Materials provided: Begin

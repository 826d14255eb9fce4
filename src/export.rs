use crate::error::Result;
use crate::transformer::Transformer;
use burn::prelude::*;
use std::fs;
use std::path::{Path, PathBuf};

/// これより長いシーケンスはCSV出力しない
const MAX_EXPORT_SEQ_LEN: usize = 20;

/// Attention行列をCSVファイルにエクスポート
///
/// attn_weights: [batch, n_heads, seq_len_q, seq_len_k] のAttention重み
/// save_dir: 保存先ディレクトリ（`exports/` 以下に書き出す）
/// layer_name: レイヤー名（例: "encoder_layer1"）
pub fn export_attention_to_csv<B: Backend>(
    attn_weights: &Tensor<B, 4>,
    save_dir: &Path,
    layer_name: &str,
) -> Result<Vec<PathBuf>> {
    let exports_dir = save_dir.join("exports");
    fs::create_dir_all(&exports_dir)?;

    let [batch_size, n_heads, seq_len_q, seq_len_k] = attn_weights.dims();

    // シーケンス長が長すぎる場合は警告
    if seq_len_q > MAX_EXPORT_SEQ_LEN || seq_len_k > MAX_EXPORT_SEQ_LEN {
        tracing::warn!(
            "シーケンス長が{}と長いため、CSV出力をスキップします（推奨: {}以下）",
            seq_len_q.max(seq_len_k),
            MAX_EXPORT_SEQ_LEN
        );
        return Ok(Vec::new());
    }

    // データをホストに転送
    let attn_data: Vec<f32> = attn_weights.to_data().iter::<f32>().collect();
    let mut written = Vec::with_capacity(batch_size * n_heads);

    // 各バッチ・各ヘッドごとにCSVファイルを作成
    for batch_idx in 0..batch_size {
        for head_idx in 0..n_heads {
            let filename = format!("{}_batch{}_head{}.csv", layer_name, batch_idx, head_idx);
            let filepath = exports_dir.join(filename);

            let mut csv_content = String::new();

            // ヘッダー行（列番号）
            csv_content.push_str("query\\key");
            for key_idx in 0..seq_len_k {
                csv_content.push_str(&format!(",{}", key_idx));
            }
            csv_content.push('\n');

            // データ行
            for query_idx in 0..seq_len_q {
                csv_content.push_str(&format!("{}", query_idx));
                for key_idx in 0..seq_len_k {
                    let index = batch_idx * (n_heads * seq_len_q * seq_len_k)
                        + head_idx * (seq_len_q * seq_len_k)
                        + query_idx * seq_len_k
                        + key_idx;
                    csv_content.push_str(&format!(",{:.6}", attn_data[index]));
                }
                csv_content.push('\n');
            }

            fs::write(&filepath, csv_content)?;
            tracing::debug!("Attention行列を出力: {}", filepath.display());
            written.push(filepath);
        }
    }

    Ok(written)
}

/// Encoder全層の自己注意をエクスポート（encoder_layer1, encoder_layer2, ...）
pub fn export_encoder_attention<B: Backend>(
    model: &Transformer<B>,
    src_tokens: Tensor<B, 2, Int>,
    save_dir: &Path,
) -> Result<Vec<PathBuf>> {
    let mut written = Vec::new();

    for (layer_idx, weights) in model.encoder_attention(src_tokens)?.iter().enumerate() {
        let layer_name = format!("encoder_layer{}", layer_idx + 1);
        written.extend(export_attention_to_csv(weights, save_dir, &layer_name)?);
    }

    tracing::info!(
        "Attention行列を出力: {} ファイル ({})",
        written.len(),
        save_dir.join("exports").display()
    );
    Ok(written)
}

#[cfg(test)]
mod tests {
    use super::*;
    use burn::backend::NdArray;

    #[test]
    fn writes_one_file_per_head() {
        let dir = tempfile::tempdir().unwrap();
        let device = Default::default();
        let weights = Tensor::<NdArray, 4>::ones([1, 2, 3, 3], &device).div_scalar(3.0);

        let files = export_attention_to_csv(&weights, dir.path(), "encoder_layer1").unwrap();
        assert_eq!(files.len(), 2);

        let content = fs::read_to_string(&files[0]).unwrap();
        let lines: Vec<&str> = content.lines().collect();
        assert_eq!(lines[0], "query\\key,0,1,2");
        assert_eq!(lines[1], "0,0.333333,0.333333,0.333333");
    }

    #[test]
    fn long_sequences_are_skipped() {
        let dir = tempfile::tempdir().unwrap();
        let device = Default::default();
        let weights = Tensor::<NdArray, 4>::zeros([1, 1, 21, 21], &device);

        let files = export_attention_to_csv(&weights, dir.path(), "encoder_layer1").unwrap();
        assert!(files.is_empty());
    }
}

Materials provided: End

Task: Out of the data above, give again only the lines starting at the one holding "use std::fs;" and ending at the one holding "let index = batch_idx", unchanged.

Completed exercise:
use std::fs;
use std::path::{Path, PathBuf};

/// これより長いシーケンスはCSV出力しない
const MAX_EXPORT_SEQ_LEN: usize = 20;

/// Attention行列をCSVファイルにエクスポート
///
/// attn_weights: [batch, n_heads, seq_len_q, seq_len_k] のAttention重み
/// save_dir: 保存先ディレクトリ（`exports/` 以下に書き出す）
/// layer_name: レイヤー名（例: "encoder_layer1"）
pub fn export_attention_to_csv<B: Backend>(
    attn_weights: &Tensor<B, 4>,
    save_dir: &Path,
    layer_name: &str,
) -> Result<Vec<PathBuf>> {
    let exports_dir = save_dir.join("exports");
    fs::create_dir_all(&exports_dir)?;

    let [batch_size, n_heads, seq_len_q, seq_len_k] = attn_weights.dims();

    // シーケンス長が長すぎる場合は警告
    if seq_len_q > MAX_EXPORT_SEQ_LEN || seq_len_k > MAX_EXPORT_SEQ_LEN {
        tracing::warn!(
            "シーケンス長が{}と長いため、CSV出力をスキップします（推奨: {}以下）",
            seq_len_q.max(seq_len_k),
            MAX_EXPORT_SEQ_LEN
        );
        return Ok(Vec::new());
    }

    // データをホストに転送
    let attn_data: Vec<f32> = attn_weights.to_data().iter::<f32>().collect();
    let mut written = Vec::with_capacity(batch_size * n_heads);

    // 各バッチ・各ヘッドごとにCSVファイルを作成
    for batch_idx in 0..batch_size {
        for head_idx in 0..n_heads {
            let filename = format!("{}_batch{}_head{}.csv", layer_name, batch_idx, head_idx);
            let filepath = exports_dir.join(filename);

            let mut csv_content = String::new();

            // ヘッダー行（列番号）
            csv_content.push_str("query\\key");
            for key_idx in 0..seq_len_k {
                csv_content.push_str(&format!(",{}", key_idx));
            }
            csv_content.push('\n');

            // データ行
            for query_idx in 0..seq_len_q {
                csv_content.push_str(&format!("{}", query_idx));
                for key_idx in 0..seq_len_k {
                    let index = batch_idx * (n_heads * seq_len_q * seq_len_k)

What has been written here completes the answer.